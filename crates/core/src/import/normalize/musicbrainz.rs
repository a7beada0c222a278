//! MusicBrainz release and search normalization.

use serde_json::Value;
use tracing::warn;

use super::release_year_from_date;
use crate::import::json::JsonExt;
use crate::import::{
    ArtistRef, ImportError, ImportedAlbum, Provider, SearchPage, SearchResultStub, TrackStub,
};
use crate::metrics::SEARCH_RESULTS_SKIPPED;

const PROVIDER: Provider = Provider::MusicBrainz;

/// Map a `release/<mbid>?inc=recordings+artist-credits` response.
pub fn normalize_release(release: &Value) -> Result<ImportedAlbum, ImportError> {
    let title = release
        .text_field("title")
        .ok_or_else(|| ImportError::incomplete(PROVIDER, "title"))?;

    let date = release.string_field("date");
    let release_year = date.as_deref().and_then(release_year_from_date);

    let artist = first_credited_artist(release).map(|artist| ArtistRef {
        name: artist.string_field("name"),
        external_id: artist.string_field("id"),
        photo_url: None,
    });

    let tracks = flatten_media(release)?;

    Ok(ImportedAlbum {
        provider: PROVIDER,
        external_id: release.string_field("id"),
        title,
        // Cover art is not resolved for MusicBrainz imports: the Cover Art
        // Archive is unreachable from some deployments.
        cover_url: None,
        description: None,
        release_year,
        date,
        country: release.string_field("country"),
        barcode: release.text_field("barcode"),
        artist,
        tracks,
    })
}

/// Map a `release/?query=...` response into a page of summaries.
///
/// Entries without an id or title are logged and skipped.
pub fn normalize_search_page(envelope: &Value) -> SearchPage {
    let results = envelope
        .array_field("releases")
        .iter()
        .enumerate()
        .filter_map(|(index, release)| match search_result(release) {
            Ok(stub) => Some(stub),
            Err(field) => {
                warn!(
                    "Skipping MusicBrainz search result #{}: missing '{}'",
                    index, field
                );
                SEARCH_RESULTS_SKIPPED
                    .with_label_values(&[PROVIDER.as_str()])
                    .inc();
                None
            }
        })
        .collect();

    SearchPage {
        results,
        count: envelope.u64_field("count"),
    }
}

fn search_result(release: &Value) -> Result<SearchResultStub, &'static str> {
    let external_id = release.id_field("id").ok_or("id")?;
    let title = release.text_field("title").ok_or("title")?;
    let artist = first_credited_artist(release);

    Ok(SearchResultStub {
        external_id,
        title,
        track_count: release
            .u64_field("track-count")
            .and_then(|n| u32::try_from(n).ok()),
        date: release.string_field("date"),
        country: release.string_field("country"),
        status: release.string_field("status"),
        artist_name: artist.and_then(|a| a.string_field("name")),
        artist_external_id: artist.and_then(|a| a.string_field("id")),
        primary_type: release
            .object_field("release-group")
            .and_then(|rg| rg.string_field("primary-type")),
    })
}

/// The `artist` object of the first artist credit, if any.
fn first_credited_artist(release: &Value) -> Option<&Value> {
    release
        .array_field("artist-credit")
        .first()
        .and_then(|credit| credit.object_field("artist"))
}

/// Flatten every medium's tracks into one list numbered from 1.
///
/// Per-medium positions in the source are ignored.
fn flatten_media(release: &Value) -> Result<Vec<TrackStub>, ImportError> {
    let mut tracks = Vec::new();

    for (medium_index, medium) in release.array_field("media").iter().enumerate() {
        for (track_index, track) in medium.array_field("tracks").iter().enumerate() {
            let title = track
                .text_field("title")
                .or_else(|| {
                    track
                        .object_field("recording")
                        .and_then(|recording| recording.text_field("title"))
                })
                .ok_or_else(|| {
                    ImportError::incomplete(
                        PROVIDER,
                        format!("media[{}].tracks[{}].title", medium_index, track_index),
                    )
                })?;

            let track_number = tracks.len() as u32 + 1;
            tracks.push(TrackStub::new(track_number, title, track.u64_field("length")));
        }
    }

    Ok(tracks)
}
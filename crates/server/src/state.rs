use album_import_core::{Config, ImportService};
use std::sync::Arc;

/// Shared application state
pub struct AppState {
    config: Config,
    import: Arc<ImportService>,
}

impl AppState {
    pub fn new(config: Config, import: Arc<ImportService>) -> Self {
        Self { config, import }
    }

    pub fn config(&self) -> &Config {
        &self.config
    }

    pub fn import(&self) -> &ImportService {
        self.import.as_ref()
    }
}
use reqwest::Url;

use super::{types::Config, ConfigError};

/// Validate configuration
/// Currently validates:
/// - Server port is not 0
/// - Import timeout and default search limit are positive
/// - Provider base URLs are absolute http(s) URLs
/// - Provider User-Agent strings are not blank
pub fn validate_config(config: &Config) -> Result<(), ConfigError> {
    // Server validation
    if config.server.port == 0 {
        return Err(ConfigError::ValidationError(
            "server.port cannot be 0".to_string(),
        ));
    }

    // Import validation
    if config.import.request_timeout_secs == 0 {
        return Err(ConfigError::ValidationError(
            "import.request_timeout_secs must be positive".to_string(),
        ));
    }
    if config.import.default_search_limit == 0 {
        return Err(ConfigError::ValidationError(
            "import.default_search_limit must be positive".to_string(),
        ));
    }

    // Provider validation
    validate_base_url("musicbrainz.base_url", &config.musicbrainz.base_url)?;
    validate_base_url("netease.base_url", &config.netease.base_url)?;
    validate_not_blank("musicbrainz.user_agent", &config.musicbrainz.user_agent)?;
    validate_not_blank("netease.user_agent", &config.netease.user_agent)?;

    Ok(())
}

fn validate_base_url(key: &str, value: &str) -> Result<(), ConfigError> {
    let url = Url::parse(value)
        .map_err(|e| ConfigError::ValidationError(format!("{} is not a valid URL: {}", key, e)))?;

    if !matches!(url.scheme(), "http" | "https") {
        return Err(ConfigError::ValidationError(format!(
            "{} must use http or https, got '{}'",
            key,
            url.scheme()
        )));
    }

    Ok(())
}

fn validate_not_blank(key: &str, value: &str) -> Result<(), ConfigError> {
    if value.trim().is_empty() {
        return Err(ConfigError::ValidationError(format!(
            "{} cannot be empty",
            key
        )));
    }
    Ok(())
}
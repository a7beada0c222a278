pub mod api;
pub mod metrics;
pub mod state;

pub use api::create_router;
pub use state::AppState;
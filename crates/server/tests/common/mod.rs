//! Common test utilities for API testing with mock upstreams.
//!
//! This module provides a test fixture that creates an in-process router
//! with mock provider clients injected, so no request leaves the process.

#![allow(dead_code)]

use std::sync::Arc;

use axum::body::Body;
use axum::http::{Request, StatusCode};
use axum::Router;
use http_body_util::BodyExt;
use serde_json::Value;
use tower::ServiceExt;

use album_import_core::testing::MockUpstream;
use album_import_core::{Config, ImportConfig, ImportService, Provider};
use album_import_server::{create_router, AppState};

/// Re-export fixtures for test convenience
pub use album_import_core::testing::fixtures;

/// Test fixture with controllable provider mocks.
///
/// # Example
///
/// ```rust,ignore
/// #[tokio::test]
/// async fn test_netease_import() {
///     let fixture = TestFixture::new();
///     fixture.netease.push_response(fixtures::netease_album(1, "Jay", &[])).await;
///
///     let response = fixture.get("/api/import/netease?url=1").await;
///     assert_eq!(response.status, 200);
/// }
/// ```
pub struct TestFixture {
    /// The Axum router for testing
    pub router: Router,
    /// Mock MusicBrainz client - queue release and search bodies
    pub musicbrainz: Arc<MockUpstream>,
    /// Mock NetEase client - queue album bodies
    pub netease: Arc<MockUpstream>,
}

/// Response from a test request
#[derive(Debug)]
pub struct TestResponse {
    pub status: StatusCode,
    pub body: Value,
}

impl TestFixture {
    /// Create a new test fixture with default import settings.
    pub fn new() -> Self {
        Self::with_import_config(ImportConfig::default())
    }

    /// Create a test fixture with custom import settings.
    pub fn with_import_config(import: ImportConfig) -> Self {
        let musicbrainz = Arc::new(MockUpstream::new(Provider::MusicBrainz));
        let netease = Arc::new(MockUpstream::new(Provider::NetEase));

        let config = Config {
            import: import.clone(),
            ..Default::default()
        };
        let service = ImportService::new(musicbrainz.clone(), netease.clone(), import);
        let state = Arc::new(AppState::new(config, Arc::new(service)));

        Self {
            router: create_router(state),
            musicbrainz,
            netease,
        }
    }

    /// Send a GET request to the test router.
    pub async fn get(&self, path: &str) -> TestResponse {
        let (status, body_bytes) = self.get_raw(path).await;

        let body: Value = if body_bytes.is_empty() {
            Value::Null
        } else {
            serde_json::from_slice(&body_bytes).unwrap_or(Value::Null)
        };

        TestResponse { status, body }
    }

    /// Send a GET request and return the undecoded body.
    pub async fn get_raw(&self, path: &str) -> (StatusCode, Vec<u8>) {
        let request = Request::builder()
            .method("GET")
            .uri(path)
            .body(Body::empty())
            .unwrap();

        let response = self
            .router
            .clone()
            .oneshot(request)
            .await
            .expect("Failed to send request");

        let status = response.status();
        let body_bytes = response
            .into_body()
            .collect()
            .await
            .expect("Failed to collect body")
            .to_bytes();

        (status, body_bytes.to_vec())
    }
}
---+---
**WHAT IS BEING ASKED**
Could you copy out every line in the listing where the word "path" appears?

**YOUR SOLUTION**
    pub async fn get(&self, path: &str) -> TestResponse {
        let (status, body_bytes) = self.get_raw(path).await;
    pub async fn get_raw(&self, path: &str) -> (StatusCode, Vec<u8>) {
            .uri(path)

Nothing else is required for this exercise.